** Supplied entries follows **
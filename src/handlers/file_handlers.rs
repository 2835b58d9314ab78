//! Serves payloads for signed read links issued by the local backend.
//!
//! - GET /files/{*key}?expires&signature -> object bytes

use crate::{
    errors::{AppError, AuthFailure},
    state::AppState,
    storage::StoreErrorKind,
};
use axum::{
    body::Body,
    extract::{Path, Query, State, rejection::QueryRejection},
    http::{HeaderValue, StatusCode, header},
    response::Response,
};
use serde::Deserialize;
use tokio_util::io::ReaderStream;

#[derive(Debug, Deserialize)]
pub struct SignedLinkQuery {
    pub expires: i64,
    pub signature: String,
}

/// `GET /files/{*key}`
pub async fn get_file(
    State(state): State<AppState>,
    Path(key): Path<String>,
    link: Result<Query<SignedLinkQuery>, QueryRejection>,
) -> Result<Response, AppError> {
    let Query(link) = link.map_err(|rejection| AppError::validation(rejection.body_text()))?;
    let files = state
        .files
        .as_ref()
        .ok_or_else(|| AppError::not_found("file serving is not enabled"))?;

    files
        .verify_read_link(&key, link.expires, &link.signature)
        .map_err(|err| {
            tracing::debug!(key = %key, "{}", err);
            AppError::Auth(AuthFailure::InvalidToken)
        })?;

    let (object, file) = files.open_object(&key).await.map_err(|err| {
        if err.kind == StoreErrorKind::NotFound {
            AppError::not_found("no such photo")
        } else {
            AppError::Store(err)
        }
    })?;

    let mut response = Response::new(Body::from_stream(ReaderStream::new(file)));
    *response.status_mut() = StatusCode::OK;

    let headers = response.headers_mut();
    let content_type = object
        .content_type
        .as_deref()
        .unwrap_or("application/octet-stream");
    headers.insert(
        header::CONTENT_TYPE,
        HeaderValue::from_str(content_type)
            .unwrap_or_else(|_| HeaderValue::from_static("application/octet-stream")),
    );
    if let Ok(len) = HeaderValue::from_str(&object.size_bytes.to_string()) {
        headers.insert(header::CONTENT_LENGTH, len);
    }
    if let Some(etag) = object.etag.as_deref() {
        if let Ok(value) = HeaderValue::from_str(&format!("\"{etag}\"")) {
            headers.insert(header::ETAG, value);
        }
    }
    headers.insert(
        header::CACHE_CONTROL,
        HeaderValue::from_static("private, max-age=3600"),
    );

    Ok(response)
}
use crate::{errors::AppError, models::comment::CommentEntry, state::AppState};
use axum::{
    Json,
    extract::{State, rejection::JsonRejection},
};
use serde::{Deserialize, Serialize};

#[derive(Debug, Deserialize)]
pub struct PostCommentRequest {
    #[serde(default, alias = "message")]
    pub comment: Option<String>,
}

#[derive(Serialize)]
pub struct PostCommentResponse {
    success: bool,
    comment: CommentEntry,
}

/// `GET /api/comments`: the whole guestbook, newest first.
pub async fn list_comments(
    State(state): State<AppState>,
) -> Result<Json<Vec<CommentEntry>>, AppError> {
    Ok(Json(state.comments.list().await?))
}

/// `POST /api/comments`
pub async fn post_comment(
    State(state): State<AppState>,
    body: Result<Json<PostCommentRequest>, JsonRejection>,
) -> Result<Json<PostCommentResponse>, AppError> {
    let Json(request) =
        body.map_err(|rejection| AppError::validation(rejection.body_text()))?;
    let text = request
        .comment
        .ok_or_else(|| AppError::validation("comment is required"))?;

    let comment = state.comments.append(&text).await?;
    Ok(Json(PostCommentResponse {
        success: true,
        comment,
    }))
}
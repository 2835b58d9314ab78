//! Gallery endpoints: paginated listing, random sample, batch upload.

use crate::{
    errors::AppError,
    models::photo::{IncomingFile, SignedPhoto, UploadFailure},
    services::photo_service::{MAX_FILE_BYTES, MAX_FILES_PER_BATCH},
    state::AppState,
};
use axum::{
    Json,
    extract::{
        Multipart, Query, State,
        multipart::{Field, MultipartRejection},
        rejection::QueryRejection,
    },
};
use bytes::BytesMut;
use serde::{Deserialize, Serialize};

/// Multipart field carrying the image files.
pub const UPLOAD_FIELD: &str = "photos";

const DEFAULT_PAGE: usize = 1;
const DEFAULT_LIMIT: usize = 100;
const DEFAULT_COUNT: usize = 10;

/// Raw query values; parsed by hand so bad input maps to a 400 with a
/// readable message.
#[derive(Debug, Deserialize)]
pub struct ListQuery {
    pub page: Option<String>,
    pub limit: Option<String>,
}

#[derive(Debug, Deserialize)]
pub struct RandomQuery {
    pub count: Option<String>,
}

#[derive(Serialize)]
pub struct PhotoView {
    url: String,
    key: String,
    name: String,
}

impl From<SignedPhoto> for PhotoView {
    fn from(signed: SignedPhoto) -> Self {
        Self {
            url: signed.url,
            key: signed.photo.key,
            name: signed.photo.display_name,
        }
    }
}

#[derive(Serialize)]
#[serde(rename_all = "camelCase")]
pub struct ListedPhotoView {
    url: String,
    key: String,
    name: String,
    /// RFC 3339, or null when the store reported no timestamp.
    last_modified: Option<String>,
}

#[derive(Serialize)]
#[serde(rename_all = "camelCase")]
pub struct ListResponse {
    photos: Vec<ListedPhotoView>,
    total: usize,
    page: usize,
    limit: usize,
    total_pages: usize,
}

#[derive(Serialize)]
pub struct UploadResponse {
    success: bool,
    message: String,
    photos: Vec<PhotoView>,
    #[serde(skip_serializing_if = "Option::is_none")]
    errors: Option<Vec<UploadFailure>>,
}

fn parse_positive(value: Option<&str>, name: &str, default: usize) -> Result<usize, AppError> {
    let Some(raw) = value.map(str::trim).filter(|v| !v.is_empty()) else {
        return Ok(default);
    };
    match raw.parse::<usize>() {
        Ok(n) if n >= 1 => Ok(n),
        _ => Err(AppError::validation(format!(
            "{name} must be a positive integer"
        ))),
    }
}

/// `GET /api/photos/list?page&limit`
pub async fn list_photos(
    State(state): State<AppState>,
    query: Result<Query<ListQuery>, QueryRejection>,
) -> Result<Json<ListResponse>, AppError> {
    let Query(query) = query.map_err(|rejection| AppError::validation(rejection.body_text()))?;
    let page = parse_positive(query.page.as_deref(), "page", DEFAULT_PAGE)?;
    let limit = parse_positive(query.limit.as_deref(), "limit", DEFAULT_LIMIT)?;

    let result = state.photos.list_page(page, limit).await?;
    let photos = result
        .items
        .into_iter()
        .map(|signed| ListedPhotoView {
            last_modified: signed.photo.last_modified.map(|t| t.to_rfc3339()),
            url: signed.url,
            key: signed.photo.key,
            name: signed.photo.display_name,
        })
        .collect();

    Ok(Json(ListResponse {
        photos,
        total: result.total,
        page: result.page,
        limit: result.limit,
        total_pages: result.total_pages,
    }))
}

/// `GET /api/photos/random?count`
pub async fn random_photos(
    State(state): State<AppState>,
    query: Result<Query<RandomQuery>, QueryRejection>,
) -> Result<Json<Vec<PhotoView>>, AppError> {
    let Query(query) = query.map_err(|rejection| AppError::validation(rejection.body_text()))?;
    let count = parse_positive(query.count.as_deref(), "count", DEFAULT_COUNT)?;

    let sample = state.photos.random_sample(count).await?;
    Ok(Json(sample.into_iter().map(PhotoView::from).collect()))
}

/// Buffer at most `MAX_FILE_BYTES + 1` bytes of a field, draining the rest,
/// so oversized files are detected without holding them in memory.
async fn read_capped(field: &mut Field<'_>) -> Result<bytes::Bytes, AppError> {
    let mut buf = BytesMut::new();
    while let Some(chunk) = field
        .chunk()
        .await
        .map_err(|err| AppError::validation(err.body_text()))?
    {
        let room = (MAX_FILE_BYTES + 1).saturating_sub(buf.len());
        if room > 0 {
            buf.extend_from_slice(&chunk[..chunk.len().min(room)]);
        }
    }
    Ok(buf.freeze())
}

/// `POST /api/photos/upload` (multipart, field `photos`)
pub async fn upload_photos(
    State(state): State<AppState>,
    multipart: Result<Multipart, MultipartRejection>,
) -> Result<Json<UploadResponse>, AppError> {
    let mut multipart =
        multipart.map_err(|rejection| AppError::validation(rejection.body_text()))?;

    let mut files = Vec::new();
    while let Some(mut field) = multipart
        .next_field()
        .await
        .map_err(|err| AppError::validation(err.body_text()))?
    {
        if field.name() != Some(UPLOAD_FIELD) {
            continue;
        }
        if files.len() == MAX_FILES_PER_BATCH {
            return Err(AppError::validation(format!(
                "at most {MAX_FILES_PER_BATCH} files can be uploaded at once"
            )));
        }

        let file_name = field.file_name().unwrap_or_default().to_string();
        let content_type = field
            .content_type()
            .unwrap_or("application/octet-stream")
            .to_string();
        let data = read_capped(&mut field).await?;
        files.push(IncomingFile {
            file_name,
            content_type,
            data,
        });
    }

    let outcome = state.photos.upload_batch(files).await?;
    let failures = outcome.all_failures();
    let message = format!("{} photos uploaded", outcome.succeeded.len());

    Ok(Json(UploadResponse {
        success: true,
        message,
        photos: outcome.succeeded.into_iter().map(PhotoView::from).collect(),
        errors: (!failures.is_empty()).then_some(failures),
    }))
}

#[cfg(test)]
mod tests {
    use super::*;

    #[test]
    fn query_numbers_default_and_validate() {
        assert_eq!(parse_positive(None, "page", 1).unwrap(), 1);
        assert_eq!(parse_positive(Some(""), "page", 1).unwrap(), 1);
        assert_eq!(parse_positive(Some(" 7 "), "limit", 100).unwrap(), 7);
        for bad in ["0", "-1", "abc", "1.5"] {
            assert!(
                matches!(
                    parse_positive(Some(bad), "count", 10),
                    Err(AppError::Validation(_))
                ),
                "{bad}"
            );
        }
    }
}
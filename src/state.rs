use crate::{
    services::{comment_service::CommentService, photo_service::PhotoService, session::SessionAuthority},
    storage::local::LocalObjectStore,
};
use std::sync::Arc;

/// Shared, cheaply clonable handles passed to every handler.
#[derive(Clone)]
pub struct AppState {
    pub photos: PhotoService,
    pub comments: CommentService,
    pub sessions: Arc<SessionAuthority>,
    /// Present only with the local backend, which serves its own read links.
    pub files: Option<Arc<LocalObjectStore>>,
}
** End of Supplied entries **
Task to complete: Write out every line of the data that holds the word "backend".

Written response:
//! Serves payloads for signed read links issued by the local backend.
    /// Present only with the local backend, which serves its own read links.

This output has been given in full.